Avant de répondre à cette question, je poserai simplement quelques éléments sur le terme « musiques populaires » que j’emploierai dans cet exposé. Je l’entendrai au sens anglo-saxon de popular music. Les Anglo-saxons distinguent la folk music, l’art music et la popular music1. Le terme avait d’abord, à la suite d’Adorno, une connotation péjorative, désignant un produit de l’industrie culturelle, prototype commercial sans pertinence autre que lucrative2. Il a depuis montré toute sa complexité. Par exemple, Chris Cutler, dans la démonstration qu’il opère dans les années 1980, propose de considérer les musiques populaires comme une synthèse dialectique de la folk music (de tradition orale) et l’art music (de tradition écrite)3.
Avec l’apparition de l’enregistrement, les musiques populaires peuvent en effet être fixée sur un support afin d’être conservées mais, dans le même temps elles généralisent le retour de l’oreille comme sens musical premier, un aspect qui avait été modifié avec la conceptualisation écrite de la musique, où l’œil prédominait.
Le terme musique populaire semble opératoire pour notre sujet car il est moins restrictif que le terme « rock » – qui ne désigne qu’une partie esthétique et culturelle du spectre – il est aussi plus large que le terme de musiques amplifiées, et moins politiquement connoté que le terme musiques actuelles utilisé par l’institution4.

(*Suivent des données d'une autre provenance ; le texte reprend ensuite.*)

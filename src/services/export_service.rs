//! CSV report assembly for the download endpoints.
//!
//! Output contract: header row then data rows joined with `\n`; fields with
//! commas, quotes, or newlines are double-quoted with embedded quotes
//! doubled; absent values serialize as the empty string; empty input yields
//! an empty document. Responses prepend [`UTF8_BOM`] so spreadsheet tools
//! detect the encoding.

use chrono::{DateTime, Utc};
use std::str::FromStr;

use crate::db::entities::{plot_activity, sensor_reading};
use crate::services::aggregate::DailyAggregate;

/// Byte-order mark prefixed to every CSV response body.
pub const UTF8_BOM: &str = "\u{feff}";

/// A selectable sensor column, named in queries by its camelCase API key.
#[derive(Debug, Clone, Copy, PartialEq, Eq)]
pub enum SensorField {
    AirTemperature,
    RelativeHumidity,
    LightIntensity,
    WindDirection,
    WindSpeed,
    Rainfall,
    AtmosphericPressure,
    Vpd,
    SoilMoisture1,
    SoilMoisture2,
}

impl SensorField {
    pub const ALL: [SensorField; 10] = [
        SensorField::AirTemperature,
        SensorField::RelativeHumidity,
        SensorField::LightIntensity,
        SensorField::WindDirection,
        SensorField::WindSpeed,
        SensorField::Rainfall,
        SensorField::AtmosphericPressure,
        SensorField::Vpd,
        SensorField::SoilMoisture1,
        SensorField::SoilMoisture2,
    ];

    pub fn header(self) -> &'static str {
        match self {
            SensorField::AirTemperature => "Air Temperature (°C)",
            SensorField::RelativeHumidity => "Relative Humidity (%)",
            SensorField::LightIntensity => "Light Intensity (lux)",
            SensorField::WindDirection => "Wind Direction (°)",
            SensorField::WindSpeed => "Wind Speed (m/s)",
            SensorField::Rainfall => "Rainfall (mm)",
            SensorField::AtmosphericPressure => "Atmospheric Pressure (hPa)",
            SensorField::Vpd => "VPD (kPa)",
            SensorField::SoilMoisture1 => "Soil Moisture 1 (%)",
            SensorField::SoilMoisture2 => "Soil Moisture 2 (%)",
        }
    }

    fn extract(self, reading: &sensor_reading::Model) -> Option<f64> {
        match self {
            SensorField::AirTemperature => reading.air_temperature,
            SensorField::RelativeHumidity => reading.relative_humidity,
            SensorField::LightIntensity => reading.light_intensity,
            SensorField::WindDirection => reading.wind_direction,
            SensorField::WindSpeed => reading.wind_speed,
            SensorField::Rainfall => reading.rainfall,
            SensorField::AtmosphericPressure => reading.atmospheric_pressure,
            SensorField::Vpd => reading.vpd,
            SensorField::SoilMoisture1 => reading.soil_moisture1,
            SensorField::SoilMoisture2 => reading.soil_moisture2,
        }
    }
}

impl FromStr for SensorField {
    type Err = String;

    fn from_str(s: &str) -> Result<Self, Self::Err> {
        match s {
            "airTemperature" => Ok(SensorField::AirTemperature),
            "relativeHumidity" => Ok(SensorField::RelativeHumidity),
            "lightIntensity" => Ok(SensorField::LightIntensity),
            "windDirection" => Ok(SensorField::WindDirection),
            "windSpeed" => Ok(SensorField::WindSpeed),
            "rainfall" => Ok(SensorField::Rainfall),
            "atmosphericPressure" => Ok(SensorField::AtmosphericPressure),
            "vpd" => Ok(SensorField::Vpd),
            "soilMoisture1" => Ok(SensorField::SoilMoisture1),
            "soilMoisture2" => Ok(SensorField::SoilMoisture2),
            other => Err(format!("unknown sensor field: {other}")),
        }
    }
}

/// Parses a comma-separated sensor list; `None`/empty selects every column.
pub fn parse_sensor_list(raw: Option<&str>) -> Result<Vec<SensorField>, String> {
    match raw {
        None | Some("") => Ok(SensorField::ALL.to_vec()),
        Some(list) => list
            .split(',')
            .map(|item| item.trim().parse())
            .collect(),
    }
}

fn escape(field: &str) -> String {
    if field.contains(',') || field.contains('"') || field.contains('\n') {
        format!("\"{}\"", field.replace('"', "\"\""))
    } else {
        field.to_string()
    }
}

fn number(value: Option<f64>) -> String {
    value.map(|v| v.to_string()).unwrap_or_default()
}

/// Joins a header and rows into a CSV document. Empty rows produce an empty
/// string, header included.
pub fn to_csv(header: &[&str], rows: &[Vec<String>]) -> String {
    if rows.is_empty() {
        return String::new();
    }

    let mut lines = Vec::with_capacity(rows.len() + 1);
    lines.push(
        header
            .iter()
            .map(|h| escape(h))
            .collect::<Vec<_>>()
            .join(","),
    );
    for row in rows {
        lines.push(
            row.iter()
                .map(|field| escape(field))
                .collect::<Vec<_>>()
                .join(","),
        );
    }
    lines.join("\n")
}

/// Time-series export: one row per reading, timestamp plus the selected
/// sensor columns.
pub fn readings_csv(readings: &[sensor_reading::Model], sensors: &[SensorField]) -> String {
    let mut header = vec!["Timestamp"];
    header.extend(sensors.iter().map(|s| s.header()));

    let rows: Vec<Vec<String>> = readings
        .iter()
        .map(|reading| {
            let mut row = vec![reading.timestamp.to_rfc3339()];
            row.extend(sensors.iter().map(|s| number(s.extract(reading))));
            row
        })
        .collect();

    to_csv(&header, &rows)
}

const DAILY_HEADER: [&str; 16] = [
    "Date",
    "Avg Temperature (°C)",
    "Min Temperature (°C)",
    "Max Temperature (°C)",
    "Avg Humidity (%)",
    "Min Humidity (%)",
    "Max Humidity (%)",
    "Avg Light Intensity (lux)",
    "Avg Wind Speed (m/s)",
    "Avg Pressure (hPa)",
    "Min Pressure (hPa)",
    "Max Pressure (hPa)",
    "Total Rainfall (mm)",
    "Avg VPD (kPa)",
    "Avg Soil Moisture 1 (%)",
    "Avg Soil Moisture 2 (%)",
];

/// Daily-aggregate export: one row per day, every aggregate column.
pub fn daily_csv(aggregates: &[DailyAggregate]) -> String {
    let rows: Vec<Vec<String>> = aggregates
        .iter()
        .map(|agg| {
            vec![
                agg.date.to_string(),
                number(agg.avg_temperature),
                number(agg.min_temperature),
                number(agg.max_temperature),
                number(agg.avg_humidity),
                number(agg.min_humidity),
                number(agg.max_humidity),
                number(agg.avg_light_intensity),
                number(agg.avg_wind_speed),
                number(agg.avg_pressure),
                number(agg.min_pressure),
                number(agg.max_pressure),
                number(agg.total_rainfall),
                number(agg.avg_vpd),
                number(agg.avg_soil_moisture1),
                number(agg.avg_soil_moisture2),
            ]
        })
        .collect();

    to_csv(&DAILY_HEADER, &rows)
}

const ACTIVITIES_HEADER: [&str; 6] = [
    "Date",
    "Activity Type",
    "Description",
    "Recorded By",
    "Recorded At",
    "Image Count",
];

/// Plot-activity export.
pub fn activities_csv(activities: &[plot_activity::Model]) -> String {
    let rows: Vec<Vec<String>> = activities
        .iter()
        .map(|activity| {
            vec![
                activity.date.to_string(),
                activity.activity_type.clone(),
                activity.description.clone(),
                activity.created_by_name.clone(),
                activity.created_at.to_rfc3339(),
                activity.image_urls().len().to_string(),
            ]
        })
        .collect();

    to_csv(&ACTIVITIES_HEADER, &rows)
}

/// `{station}_{kind}_{days}d_{date}.csv`, spaces collapsed to underscores.
pub fn export_filename(station_name: &str, kind: &str, days: u32, today: DateTime<Utc>) -> String {
    let safe_name = station_name
        .split_whitespace()
        .collect::<Vec<_>>()
        .join("_");
    format!("{safe_name}_{kind}_{days}d_{}.csv", today.date_naive())
}

#[cfg(test)]
mod tests {
    use super::*;
    use chrono::NaiveDateTime;
    use serde_json::json;

    fn reading(ts: &str, temperature: Option<f64>, vpd: Option<f64>) -> sensor_reading::Model {
        sensor_reading::Model {
            id: "reading-1".to_string(),
            station_id: "weather-1".to_string(),
            timestamp: NaiveDateTime::parse_from_str(ts, "%Y-%m-%d %H:%M:%S")
                .unwrap()
                .and_utc(),
            air_temperature: temperature,
            relative_humidity: None,
            light_intensity: None,
            wind_direction: None,
            wind_speed: None,
            rainfall: None,
            atmospheric_pressure: None,
            vpd,
            soil_moisture1: None,
            soil_moisture2: None,
        }
    }

    #[test]
    fn empty_input_is_empty_document() {
        assert_eq!(to_csv(&["a", "b"], &[]), "");
        assert_eq!(readings_csv(&[], &SensorField::ALL), "");
        assert_eq!(daily_csv(&[]), "");
        assert_eq!(activities_csv(&[]), "");
    }

    #[test]
    fn embedded_quotes_are_doubled() {
        let rows = vec![vec!["say \"hi\"".to_string(), "plain".to_string()]];
        let csv = to_csv(&["a", "b"], &rows);
        assert_eq!(csv, "a,b\n\"say \"\"hi\"\"\",plain");
    }

    #[test]
    fn commas_and_newlines_force_quoting() {
        let rows = vec![vec!["one,two".to_string(), "line\nbreak".to_string()]];
        let csv = to_csv(&["a", "b"], &rows);
        assert_eq!(csv, "a,b\n\"one,two\",\"line\nbreak\"");
    }

    #[test]
    fn readings_csv_emits_selected_columns_only() {
        let readings = vec![reading("2026-08-01 09:00:00", Some(24.5), Some(1.27))];
        let sensors = vec![SensorField::AirTemperature, SensorField::Vpd];
        let csv = readings_csv(&readings, &sensors);
        let mut lines = csv.lines();
        assert_eq!(
            lines.next().unwrap(),
            "Timestamp,Air Temperature (°C),VPD (kPa)"
        );
        assert_eq!(lines.next().unwrap(), "2026-08-01T09:00:00+00:00,24.5,1.27");
    }

    #[test]
    fn missing_values_serialize_as_empty_fields() {
        let readings = vec![reading("2026-08-01 09:00:00", None, Some(1.1))];
        let sensors = vec![SensorField::AirTemperature, SensorField::Vpd];
        let csv = readings_csv(&readings, &sensors);
        assert!(csv.ends_with("2026-08-01T09:00:00+00:00,,1.1"));
    }

    #[test]
    fn sensor_list_parsing() {
        assert_eq!(parse_sensor_list(None).unwrap(), SensorField::ALL.to_vec());
        assert_eq!(
            parse_sensor_list(Some("airTemperature, vpd")).unwrap(),
            vec![SensorField::AirTemperature, SensorField::Vpd]
        );
        assert!(parse_sensor_list(Some("bogus")).is_err());
    }

    #[test]
    fn activity_rows_carry_image_counts() {
        let activity = plot_activity::Model {
            id: "activity-1".to_string(),
            station_id: "weather-1".to_string(),
            date: "2026-08-01".parse().unwrap(),
            activity_type: "Fertilizing".to_string(),
            description: "applied 15-15-15, north rows".to_string(),
            created_by: "user-1".to_string(),
            created_by_name: "John Farmer".to_string(),
            images: json!(["/a.jpg", "/b.jpg"]),
            created_at: NaiveDateTime::parse_from_str("2026-08-01 10:00:00", "%Y-%m-%d %H:%M:%S")
                .unwrap()
                .and_utc(),
        };
        let csv = activities_csv(&[activity]);
        let data_line = csv.lines().nth(1).unwrap();
        assert!(data_line.starts_with("2026-08-01,Fertilizing,\"applied 15-15-15, north rows\""));
        assert!(data_line.ends_with(",2"));
    }

    #[test]
    fn filename_shape() {
        let today = NaiveDateTime::parse_from_str("2026-08-06 00:00:00", "%Y-%m-%d %H:%M:%S")
            .unwrap()
            .and_utc();
        assert_eq!(
            export_filename("Weather Station 1 - North Field", "daily", 7, today),
            "Weather_Station_1_-_North_Field_daily_7d_2026-08-06.csv"
        );
    }
}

I – L’art, la politique culturelle et les musiques populaires
1 – Les deux pôles traditionnels de la culture
En France, au XXe siècle, la culture s’est développée autour de deux pôles. Un premier pôle privé, un second pôle institutionnel.
- Le premier pôle est celui de l’économie de marché. La Troisième République a ainsi laissé à la libre concurrence le spectacle vivant. Des théâtres et autres cabarets se sont développés autour d’initiatives privées5, constituant peu à peu le secteur du « music-hall » (on dirait aujourd’hui le show-business. D’autre part, concernant la musique, un marché des biens reproductibles s’est peu à peu structuré, d’abord autour des partitions (« petits formats »), puis des disques. Ces éléments ont pris de l’ampleur grâce aux développement des médias (presse de masse, puis radio, puis télévision).
- Le second pôle est celui de l’action publique, qui acquiert une réelle existence suite à la naissance du secrétariat d’État aux Affaires Culturelles en 1959 (dirigé par A. Malraux) a investi la culture, notamment la musique classique (par la constitution d’orchestres et l’embauche de musiciens). L’État s’est fait mécène, encourageant la diffusion (Maisons de la culture), la création (Ircam…), la connaissance des arts et de la patrimonalisation (musées…). Les musiques populaires ne sont toutefois pas concernées à cette époque.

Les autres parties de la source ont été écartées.